メラトニンの抗炎症・抗酸化・免疫強化作用【コロナ関連の論文まとめ】
メラトニンとコロナ
最近出たコロナ関係の論文でメラトニンが目立ってるので、お勉強したことをいったんまとめ
・メラトニンの抗炎症作用、抗酸化作用、免疫増強作用によって、間接的な抗ウイルス作用が期待できる。
・メラトニンは「Nrf2」をアップレギュレーションし、肺、心臓の細胞を保護し治療効果を期待できる。
COVID-19: Melatonin as a potential adjuvant treatment
・メラトニンはサイトカインストームを抑制する可能性が高い。
・コロナによって活性化したマクロファージ内では、PDHK(ピルビン酸脱水素酵素キナーゼ)が活性化するので、アセチルCoAが作られずメラトニンが作られない。メラトニンの抗炎症作用が期待できず、サイトカインストームが起きる。
脳以外でのメラトニンの働き
メラトニンは脳内の松果体というところから分泌される睡眠のためのホルモンです。
夜になると眠たくなるのは、メラトニンのおかげです。
でも実は全身の細胞内でメラトニンは作られていて、そっちは安眠のためではなく、抗炎症、抗酸化などさまざまな生理作用を持って働いています。
細胞内でのメラトニンの工場はミトコンドリア内。メラトニンを作るにはアセチルCoAが必要。
メラトニンの合成過程は、
トリプトファン
→5ヒドロキシトリプトファン
→Nアセチルセロトニン(NAS)
→メラトニン
(概日リズムホルモン・メラトニン合成のレドックス制御機構)
ピルビン酸から出来たアセチルCoAを利用してNASからメラトニンが作られる。
コロナ感染すると、免疫細胞(マクロファージ)内では、エネルギー産生が解糖系に偏るので、メラトニン産生がストップします。
メラトニン不足で炎症に歯止めがかからず、暴走して症状が悪化。
子供がコロナに感染しても悪化しないのは、子供のほうがメラトニン濃度が高いせい、という説もあるくらい。(子供のメラトニンは大人の10倍)
メラトニンの抗炎症効果は強力
メラトニンは「Nrf2」(読み ナーフツー)の受容体を増やし、抗炎症、抗酸化を強める。
Nrf2は遺伝子の発現を調整するタンパク質遺伝子レベルで抗酸化、抗炎症に働くと言うことは、ビタミンCのように外部補給するのとは作用点が違う分、強力で永続的な効果が期待出来ます。
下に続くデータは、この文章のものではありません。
//! Integration tests for reconnection behavior
//!
//! Time is paused in these tests so reconnect delays and response timeouts
//! elapse instantly and deterministically.

mod common;

use cobra::{ClientSettings, CobraClient, ConnectionEvent, ConnectionState, ExponentialBackoff};
use common::*;
use serde_json::json;
use std::time::Duration;
use tokio::time::Instant;

/// Macro for verbose test output
macro_rules! verbose_println {
    ($($arg:tt)*) => {
        if std::env::var("TEST_VERBOSE").is_ok() {
            println!($($arg)*);
        }
    };
}

#[tokio::test(start_paused = true)]
async fn test_single_reconnect_after_fixed_delay() {
    let (factory, mut peers) = MockTransportFactory::new();
    let (client, _received) = lobby_client(factory.clone(), ClientSettings::default()).await;

    let mut first = peers.next().await;
    first.complete_auth("s").await;

    let closed_at = Instant::now();
    first.close("server restart");
    first.close("server restart, again");

    let mut second = peers.next().await;
    let waited = closed_at.elapsed();
    verbose_println!("  reconnected after {:?}", waited);
    assert!(waited >= Duration::from_millis(1000), "reconnected after {:?}", waited);
    assert!(waited < Duration::from_millis(1100), "reconnected after {:?}", waited);

    assert_eq!(second.next_sent().await["action"], "auth/handshake");

    // No second, overlapping restart
    tokio::time::sleep(Duration::from_secs(5)).await;
    assert!(peers.try_next().is_none());
    assert_eq!(factory.created(), 2);
    assert_eq!(client.metrics().reconnect_count, 1);

    let events = drain_events(&client);
    let reconnecting: Vec<_> = events
        .iter()
        .filter(|e| matches!(e, ConnectionEvent::Reconnecting { .. }))
        .collect();
    assert_eq!(
        reconnecting,
        vec![&ConnectionEvent::Reconnecting {
            attempt: 1,
            delay: Duration::from_millis(1000)
        }]
    );
}

#[tokio::test(start_paused = true)]
async fn test_reauthenticates_with_fresh_nonce() {
    let (factory, mut peers) = MockTransportFactory::new();
    let (client, received) = lobby_client(factory, ClientSettings::default()).await;

    let mut first = peers.next().await;
    first.complete_auth("s").await;
    first.close("gone");

    let mut second = peers.next().await;
    let auth = second.answer_handshake("second-nonce").await;
    assert_eq!(auth["body"]["credentials"]["hash"], cobra::compute_hash("s", "second-nonce").unwrap());
    second.push(json!({"action": "auth/authenticate/ok", "id": auth["id"].clone()}));

    let subscribe = second.next_sent().await;
    assert_eq!(subscribe["body"]["channel"], "lobby");

    second.push(json!({"action": "rtm/subscription/data", "body": {"channel": "lobby", "messages": ["back"]}}));
    wait_for(|| received.lock().len() == 1).await;
    assert_eq!(client.connection_state(), ConnectionState::Subscribed);
}

#[tokio::test(start_paused = true)]
async fn test_request_ids_continue_across_reconnects() {
    let (factory, mut peers) = MockTransportFactory::new();
    let (_client, _received) = lobby_client(factory, ClientSettings::default()).await;

    let mut first = peers.next().await;
    assert_eq!(first.next_sent().await["id"], 0);
    first.close("gone");

    let mut second = peers.next().await;
    assert_eq!(second.next_sent().await["id"], 1);
}

#[tokio::test(start_paused = true)]
async fn test_failed_connects_are_retried() {
    let (factory, mut peers) = MockTransportFactory::new();
    factory.fail_next_connects(2);
    let started = Instant::now();
    let (client, _received) = lobby_client(factory.clone(), ClientSettings::default()).await;

    let mut peer = peers.next().await;
    assert!(started.elapsed() >= Duration::from_millis(2000));
    assert_eq!(factory.created(), 3);
    assert_eq!(peer.next_sent().await["action"], "auth/handshake");
    assert_eq!(client.metrics().reconnect_count, 2);

    let attempts: Vec<usize> = drain_events(&client)
        .into_iter()
        .filter_map(|e| match e {
            ConnectionEvent::Reconnecting { attempt, .. } => Some(attempt),
            _ => None,
        })
        .collect();
    assert_eq!(attempts, vec![1, 2]);
}

#[tokio::test(start_paused = true)]
async fn test_gives_up_after_repeated_auth_rejections() {
    let (factory, mut peers) = MockTransportFactory::new();
    let settings = ClientSettings {
        max_auth_rejections: Some(2),
        ..ClientSettings::default()
    };
    let (client, _received) = lobby_client(factory.clone(), settings).await;

    for round in 0..2 {
        verbose_println!("  rejection round {}", round + 1);
        let mut peer = peers.next().await;
        let auth = peer.answer_handshake("n").await;
        peer.push(json!({
            "action": "auth/authenticate/error",
            "id": auth["id"].clone(),
            "body": {"error": "authentication_failed", "reason": "invalid hash"}
        }));
        wait_for(|| peer.is_closed()).await;
    }

    wait_for(|| drain_events(&client).iter().any(|e| matches!(e, ConnectionEvent::GaveUp { .. }))).await;
    tokio::time::sleep(Duration::from_secs(10)).await;
    assert!(peers.try_next().is_none());
    assert_eq!(factory.created(), 2);
    assert_eq!(client.connection_state(), ConnectionState::Closed);
}

#[tokio::test(start_paused = true)]
async fn test_response_timeout_restarts_connection() {
    let (factory, mut peers) = MockTransportFactory::new();
    let settings = ClientSettings {
        response_timeout_secs: 2,
        ..ClientSettings::default()
    };
    let (client, _received) = lobby_client(factory, settings).await;

    let mut first = peers.next().await;
    assert_eq!(first.next_sent().await["action"], "auth/handshake");
    let silent_since = Instant::now();

    let mut second = peers.next().await;
    assert!(first.is_closed());
    assert!(silent_since.elapsed() >= Duration::from_millis(3000));
    assert_eq!(second.next_sent().await["action"], "auth/handshake");

    let events = drain_events(&client);
    assert!(events
        .iter()
        .any(|e| matches!(e, ConnectionEvent::Disconnected { reason } if reason.contains("timed out"))));
}

#[tokio::test(start_paused = true)]
async fn test_stop_cancels_pending_reconnect() {
    let (factory, mut peers) = MockTransportFactory::new();
    let (client, _received) = lobby_client(factory.clone(), ClientSettings::default()).await;

    let mut first = peers.next().await;
    first.complete_auth("s").await;
    first.close("gone");
    wait_for(|| client.connection_state() == ConnectionState::Closed).await;

    client.stop();
    tokio::time::sleep(Duration::from_secs(5)).await;
    assert!(peers.try_next().is_none());
    assert_eq!(factory.created(), 1);
    assert!(drain_events(&client).contains(&ConnectionEvent::Stopped));
}

#[tokio::test(start_paused = true)]
async fn test_pending_ack_fails_when_connection_drops() {
    let (factory, mut peers) = MockTransportFactory::new();
    let (client, _received) = lobby_client(factory, ClientSettings::default()).await;

    let mut first = peers.next().await;
    first.complete_auth("s").await;

    let (result, ()) = tokio::join!(client.publish_confirmed("lobby", json!("x")), async {
        first.next_sent().await;
        first.close("dropped");
    });
    assert!(matches!(result, Err(cobra::CobraError::Transport(_))), "got {:?}", result);
}

#[tokio::test(start_paused = true)]
async fn test_custom_strategy_is_used() {
    let (factory, mut peers) = MockTransportFactory::new();
    let client = CobraClient::builder()
        .config(test_config())
        .channel("lobby")
        .transport_factory(factory)
        .reconnect_strategy(ExponentialBackoff::new(
            Duration::from_millis(200),
            Duration::from_secs(5),
            None,
        ))
        .build()
        .await
        .unwrap();

    let first = peers.next().await;
    first.close("gone");
    let started = Instant::now();
    let _second = peers.next().await;
    let waited = started.elapsed();
    assert!(waited >= Duration::from_millis(200) && waited < Duration::from_millis(1000), "waited {:?}", waited);
    drop(client);
}

#[tokio::test(start_paused = true)]
async fn test_resubscribe_after_reconnect_resumes_from_last_position() {
    let (factory, mut peers) = MockTransportFactory::new();
    let (_client, received) = lobby_client(factory, ClientSettings::default()).await;

    let mut first = peers.next().await;
    let subscribe = first.complete_auth("s").await;
    assert!(subscribe["body"].get("position").is_none(), "first subscribe starts at the tail");

    first.push(json!({"action": "rtm/subscribe/ok", "id": subscribe["id"].clone(), "body": {"position": "1519190184:0"}}));
    first.push(json!({
        "action": "rtm/subscription/data",
        "body": {"channel": "lobby", "messages": ["a", "b"], "position": "1519190184:2"}
    }));
    wait_for(|| received.lock().len() == 2).await;
    first.close("gone");

    let mut second = peers.next().await;
    let resumed = second.complete_auth("s").await;
    verbose_println!("  resubscribe after reconnect: {}", resumed);
    assert_eq!(resumed["body"]["channel"], "lobby");
    assert_eq!(resumed["body"]["position"], "1519190184:2");
}

#[tokio::test(start_paused = true)]
async fn test_switching_channel_forgets_position() {
    let (factory, mut peers) = MockTransportFactory::new();
    let (client, received) = lobby_client(factory, ClientSettings::default()).await;

    let mut first = peers.next().await;
    first.complete_auth("s").await;
    first.push(json!({
        "action": "rtm/subscription/data",
        "body": {"channel": "lobby", "messages": ["a"], "position": "7:1"}
    }));
    wait_for(|| received.lock().len() == 1).await;

    client.resubscribe("news", None).unwrap();
    assert_eq!(first.next_sent().await["action"], "rtm/unsubscribe");
    let news = first.next_sent().await;
    assert_eq!(news["body"]["channel"], "news");
    assert!(news["body"].get("position").is_none());

    first.close("gone");
    let mut second = peers.next().await;
    let resumed = second.complete_auth("s").await;
    assert_eq!(resumed["body"]["channel"], "news");
    assert!(resumed["body"].get("position").is_none());
}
コロナに関してのみならず、さまざまな感染症やがんに対して、メラトニンのポジティブな報告が目立ちます。
メラトニンの経口摂取はめだった副作用が無く安全性が高いため、ヒトで使いやすい。
効果を期待できるメラトニン量
どれくらいの摂取量で抗炎症作用が期待できるかというと、1日あたり6mgのメラトニンを8週間経口摂取すると、糖尿病の歯周病患者のIL-6、TNF-α、CRPのレベルが大幅に低下したとのこと。
わりにしょぼい量でもけっこうすごい結果です。
不眠に使う場合とさして大差ない。(睡眠に効かせる場合は寝る1、2時間前に3㎎~6㎎)
メラトニンを1日あたり1g、1か月間継続した場合でも有害な報告はなかったとのこと(ヒトでのテスト結果)
結論:【メラトニンは使える】
メラトニンは目的に応じて利用価値あり
メラトニンに関しては以前も👇で書きました。
時差ボケ用のマイメラトニン
Thorne Research, メラトン-5, 60カプセル
猫の場合は脱毛の治療にメラトニンをよく利用されるようです。
海外旅行ではあんまり時差ボケしませんが、(そもそも海外旅行するのもめったにない)、深夜に仕事し過ぎて睡眠のリズムが狂うという、パワポ作業型の時差ボケでは、たびたびメラトニンのお世話になってます。
風邪で高熱出した時とか、炎症で痛みがあって眠れない時とか、メラトニンは幅広く使えるかもしれません。メラトニンの抗炎症・抗酸化効果に引き続き注目してます。